“Coloro che fanno sforzi continui sono sempre pieni di speranza. Abbracciate i vostri sogni e inseguiteli. Gli eroi quotidiani sono quelli che danno sempre il massimo nella vita” (Roberto Baggio)
La vita è un pendolo che oscilla incessantemente tra successi e fallimenti, passando per un breve periodo di equilibrio in cui sembra che tutto sia perfettamente bilanciato. Prendere atto di questo andamento oscillatorio della nostra esistenza vuol dire fare pace con sé stessi e riuscire a perdonarsi nei momenti di declino, perché proprio dalle cadute si impara a non lasciare che la nostra luce venga eclissata. Lo sport è ricco di esempi di grandi eroi che sono diventati tali anche grazie a dei momenti di completa crisi, realizzativa e personale; uno tra questi è Roberto Baggio, conosciuto dal popolo amante del calcio come ‘Divin Codino’, in riferimento alla coda di cavallo con cui raccoglieva i suoi lunghi capelli.

La storia travagliata di Roby Baggio è stata descritta sapientemente nel film biografico ‘Il Divin Codino’, uscito nel 2021 e diretto da Letizia Lamartire. Il piccolo Roberto è un giovane talento del Vicenza e sogna di vincere i Mondiali con la Nazionale Italiana in una finale contro il Brasile, come promesso al padre dopo la delusione della sconfitta dei Mondiali del 1970, arrivata proprio contro la Seleção. Baggio viene ingaggiato dalla Fiorentina e, sebbene il padre non sia d’accordo con il trasferimento, è pronto ad iniziare il suo percorso in massima serie, ma durante l’ultima partita in Serie C rimedia un bruttissimo infortunio che gli provoca la rottura del legamento crociato anteriore. Nonostante la diagnosi tragica, la Fiorentina decide comunque di ingaggiarlo, quindi Roberto si trasferisce a Firenze; tuttavia, la lontananza dai suoi affetti, legata all’impossibilità di scendere in campo, lo fa sprofondare in una crisi interiore, che supererà solo grazie alla conoscenza della fede buddista.
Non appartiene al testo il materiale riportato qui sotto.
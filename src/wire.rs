//! Prometheus remote read/write wire protocol
//!
//! Hand-derived prost messages matching the upstream `prompb` field numbers,
//! restricted to labels and samples. Bodies travel snappy-compressed.

use crate::Result;
use prost::Message;

/// The reserved label carrying the metric name.
pub const METRIC_NAME_LABEL: &str = "__name__";

#[derive(Clone, PartialEq, ::prost::Message)]
pub struct Label {
    #[prost(string, tag = "1")]
    pub name: String,
    #[prost(string, tag = "2")]
    pub value: String,
}

#[derive(Clone, Copy, PartialEq, ::prost::Message)]
pub struct Sample {
    #[prost(double, tag = "1")]
    pub value: f64,
    /// Milliseconds since epoch
    #[prost(int64, tag = "2")]
    pub timestamp: i64,
}

#[derive(Clone, PartialEq, ::prost::Message)]
pub struct TimeSeries {
    #[prost(message, repeated, tag = "1")]
    pub labels: Vec<Label>,
    #[prost(message, repeated, tag = "2")]
    pub samples: Vec<Sample>,
}

impl TimeSeries {
    /// Value of the `__name__` label, if present.
    pub fn metric_name(&self) -> Option<&str> {
        self.labels
            .iter()
            .find(|l| l.name == METRIC_NAME_LABEL)
            .map(|l| l.value.as_str())
    }
}

#[derive(Clone, Copy, Debug, PartialEq, Eq, ::prost::Enumeration)]
#[repr(i32)]
pub enum MatcherType {
    Eq = 0,
    Neq = 1,
    Re = 2,
    Nre = 3,
}

#[derive(Clone, PartialEq, ::prost::Message)]
pub struct LabelMatcher {
    #[prost(enumeration = "MatcherType", tag = "1")]
    pub r#type: i32,
    #[prost(string, tag = "2")]
    pub name: String,
    #[prost(string, tag = "3")]
    pub value: String,
}

impl LabelMatcher {
    pub fn new(matcher_type: MatcherType, name: impl Into<String>, value: impl Into<String>) -> Self {
        Self {
            r#type: matcher_type as i32,
            name: name.into(),
            value: value.into(),
        }
    }

    pub fn matcher_type(&self) -> Option<MatcherType> {
        MatcherType::try_from(self.r#type).ok()
    }
}

#[derive(Clone, PartialEq, ::prost::Message)]
pub struct ReadHints {
    #[prost(int64, tag = "1")]
    pub step_ms: i64,
    /// Aggregation hint, e.g. `sum`, or the synthetic `series`
    #[prost(string, tag = "2")]
    pub func: String,
    #[prost(int64, tag = "3")]
    pub start_ms: i64,
    #[prost(int64, tag = "4")]
    pub end_ms: i64,
    #[prost(string, repeated, tag = "5")]
    pub grouping: Vec<String>,
    #[prost(bool, tag = "6")]
    pub by: bool,
    #[prost(int64, tag = "7")]
    pub range_ms: i64,
}

#[derive(Clone, PartialEq, ::prost::Message)]
pub struct Query {
    #[prost(int64, tag = "1")]
    pub start_timestamp_ms: i64,
    #[prost(int64, tag = "2")]
    pub end_timestamp_ms: i64,
    #[prost(message, repeated, tag = "3")]
    pub matchers: Vec<LabelMatcher>,
    #[prost(message, optional, tag = "4")]
    pub hints: Option<ReadHints>,
}

#[derive(Clone, PartialEq, ::prost::Message)]
pub struct QueryResult {
    #[prost(message, repeated, tag = "1")]
    pub timeseries: Vec<TimeSeries>,
}

#[derive(Clone, PartialEq, ::prost::Message)]
pub struct ReadRequest {
    #[prost(message, repeated, tag = "1")]
    pub queries: Vec<Query>,
}

#[derive(Clone, PartialEq, ::prost::Message)]
pub struct ReadResponse {
    #[prost(message, repeated, tag = "1")]
    pub results: Vec<QueryResult>,
}

#[derive(Clone, PartialEq, ::prost::Message)]
pub struct WriteRequest {
    #[prost(message, repeated, tag = "1")]
    pub timeseries: Vec<TimeSeries>,
}

/// Decode a snappy-compressed remote write body.
pub fn decode_write_request(body: &[u8]) -> Result<WriteRequest> {
    let raw = snap::raw::Decoder::new().decompress_vec(body)?;
    Ok(WriteRequest::decode(raw.as_slice())?)
}

/// Encode a remote write request, snappy-compressed. Mostly useful for
/// clients and tests; the server side decodes.
pub fn encode_write_request(req: &WriteRequest) -> Result<Vec<u8>> {
    let raw = req.encode_to_vec();
    Ok(snap::raw::Encoder::new().compress_vec(&raw)?)
}

/// Decode a snappy-compressed remote read body.
pub fn decode_read_request(body: &[u8]) -> Result<ReadRequest> {
    let raw = snap::raw::Decoder::new().decompress_vec(body)?;
    Ok(ReadRequest::decode(raw.as_slice())?)
}

/// Encode a remote read response, snappy-compressed.
pub fn encode_read_response(resp: &ReadResponse) -> Result<Vec<u8>> {
    let raw = resp.encode_to_vec();
    Ok(snap::raw::Encoder::new().compress_vec(&raw)?)
}

#[cfg(test)]
mod tests {
    use super::*;

    #[test]
    fn test_read_request_snappy_round_trip() {
        let req = ReadRequest {
            queries: vec![Query {
                start_timestamp_ms: 1_700_000_000_000,
                end_timestamp_ms: 1_700_000_060_000,
                matchers: vec![LabelMatcher::new(MatcherType::Eq, METRIC_NAME_LABEL, "up")],
                hints: Some(ReadHints {
                    start_ms: 1_700_000_000_000,
                    end_ms: 1_700_000_060_000,
                    ..Default::default()
                }),
            }],
        };

        let compressed = snap::raw::Encoder::new()
            .compress_vec(&req.encode_to_vec())
            .unwrap();
        let decoded = decode_read_request(&compressed).unwrap();
        assert_eq!(decoded, req);
        assert_eq!(
            decoded.queries[0].matchers[0].matcher_type(),
            Some(MatcherType::Eq)
        );
    }

    #[test]
    fn test_metric_name_lookup() {
        let ts = TimeSeries {
            labels: vec![
                Label {
                    name: "job".into(),
                    value: "node".into(),
                },
                Label {
                    name: METRIC_NAME_LABEL.into(),
                    value: "up".into(),
                },
            ],
            samples: vec![],
        };
        assert_eq!(ts.metric_name(), Some("up"));
    }
}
A piccoli passi, Baggio torna in campo, e in poco tempo prende le redini della Fiorentina, suscitando le attenzioni della dirigenza della Nazionale Azzurra, che nel 1994 avrebbe dovuto disputare i mondiali. Roberto viene convocato, ma il rapporto con il CT Arrigo Sacchi non è dei migliori, a causa della brutta prestazione della squadra nella fase a gironi del torneo. Nonostante i dissapori, Baggio riesce a far conoscere le sue qualità, diventando presto un giocatore indispensabile nell’11 titolare. La Nazionale, grazie a lui, riesce ad andare avanti e arriva in semifinale contro la Bulgaria, dove Baggio si infortuna lievemente, ma nonostante tutto gli azzurri conquistano la finale. Contro il parere di medici e allenatore, Baggio scende in campo in finale contro il Brasile: dopo una partita lunghissima, si arriva ai tiri di rigore, tutto si decide dagli 11 metri. Baggio aveva sempre sognato quel momento, sin da quando era piccolo, ma purtroppo il rigore va alto. L’Italia aveva perso i Mondiali contro il Brasile.

Lo sconforto di Baggio fu implacabile: lui, il Divin Codino, aveva deluso suo padre e i suoi tifosi, aveva perso. A causa di quell’errore, nessuna squadra lo vuole ingaggiare, fin quando non arriva la chiamata del Brescia. Nel cuore del Divin Codino si accende la speranza di poter partecipare all’ultimo Mondiale della sua vita (stagione 2001-2002) e vincerlo per rispettare la promessa fatta a suo padre. Nonostante la meravigliosa stagione al Brescia, l’ennesimo infortunio scoraggia totalmente Baggio, che prova a recuperare e a tornare in campo, ma per il Mondiale è troppo tardi: il CT Trapattoni decide di non convocarlo. La favola di Baggio finisce qui, con l’amaro nel cuore per quella promessa che non è mai riuscito a mantenere.
La pellicola che lo racconta è estremamente toccante: viene descritto il talento di uno tra i giocatori che ha fatto la storia del calcio italiano, ma viene dato molto spazio al suo essere umano. Baggio, infatti, ha sperimentato sulla sua pelle le scottature del fallimento, ha vinto e ha perso, ha esultato ed ha pianto. In questo film vengono evidenziati tutti questi aspetti di Roby Baggio: il calciatore, l’eroe, l’uomo.